(Saved data entries)
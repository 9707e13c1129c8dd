//! Push notification token.

use std::fmt;

use serde::{Deserialize, Serialize};

/// Opaque device token issued by the push-delivery service.
#[derive(Clone, PartialEq, Eq, Hash, Serialize, Deserialize)]
#[serde(transparent)]
pub struct NotificationToken(String);

impl NotificationToken {
    /// Wrap a token string.
    pub fn new(token: impl Into<String>) -> Self {
        Self(token.into())
    }

    /// Borrow the raw token.
    pub fn as_str(&self) -> &str {
        &self.0
    }
}

// Tokens are credentials; keep them out of logs.
impl fmt::Debug for NotificationToken {
    fn fmt(&self, f: &mut fmt::Formatter<'_>) -> fmt::Result {
        let visible: String = self.0.chars().take(6).collect();
        write!(f, "NotificationToken({visible}…)")
    }
}
//! Payload to notification mapping and a log-backed renderer.

use serde::Serialize;
use serde_json::{Map, Value};

use pulse_core::config::WorkerConfig;
use pulse_core::result::AppResult;
use pulse_core::traits::{NotificationRenderer, RenderOptions};
use pulse_core::types::InboundMessage;

/// What the user sees for one background delivery.
#[derive(Debug, Clone, PartialEq, Serialize)]
pub struct RenderedNotification {
    /// Title line.
    pub title: String,
    /// Body text.
    pub body: String,
    /// Icon URL.
    pub icon: String,
    /// Application data forwarded to the click handler.
    #[serde(skip_serializing_if = "Option::is_none")]
    pub data: Option<Map<String, Value>>,
}

impl RenderedNotification {
    /// Fill in what the message leaves out from the worker defaults.
    pub fn from_message(message: InboundMessage, config: &WorkerConfig) -> Self {
        let title = if message.title.trim().is_empty() {
            config.default_title.clone()
        } else {
            message.title
        };
        let icon = message
            .icon
            .filter(|icon| !icon.trim().is_empty())
            .unwrap_or_else(|| config.default_icon.clone());

        Self {
            title,
            body: message.body,
            icon,
            data: message.data,
        }
    }

    /// Options handed to the renderer.
    pub fn options(&self) -> RenderOptions {
        RenderOptions {
            icon: self.icon.clone(),
            data: self.data.clone(),
        }
    }
}

/// Renderer for headless hosts: writes each notification to the log.
#[derive(Debug, Default, Clone, Copy)]
pub struct LogRenderer;

impl NotificationRenderer for LogRenderer {
    fn show(&self, title: &str, body: &str, options: &RenderOptions) -> AppResult<()> {
        tracing::info!(
            "System notification '{}' [{}]: {}",
            title,
            options.icon,
            body
        );
        Ok(())
    }
}
//! Presence channel configuration.

use serde::{Deserialize, Serialize};

use super::retry::RetryConfig;

/// Presence channel settings.
#[derive(Debug, Clone, Serialize, Deserialize)]
pub struct PresenceConfig {
    /// Prefix of the remote presence key; users live at `{prefix}/{user_id}`.
    #[serde(default = "default_key_prefix")]
    pub key_prefix: String,
    /// Backoff used when a live listener drops and must be reopened.
    #[serde(default)]
    pub resubscribe: RetryConfig,
}

impl PresenceConfig {
    /// Remote key holding the presence value for a user.
    pub fn key_for(&self, user_id: &str) -> String {
        format!("{}/{}", self.key_prefix, user_id)
    }
}

impl Default for PresenceConfig {
    fn default() -> Self {
        Self {
            key_prefix: default_key_prefix(),
            resubscribe: RetryConfig::default(),
        }
    }
}

fn default_key_prefix() -> String {
    "status".to_string()
}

▶ Activity
Reproduce exactly the entries above, limited to the lines from the one with "must be reopened." through the one with "pub fn key_for(&self, user_id: &str)", both included.

▶ Solution below
    /// Backoff used when a live listener drops and must be reopened.
    #[serde(default)]
    pub resubscribe: RetryConfig,
}

impl PresenceConfig {
    /// Remote key holding the presence value for a user.
    pub fn key_for(&self, user_id: &str) -> String {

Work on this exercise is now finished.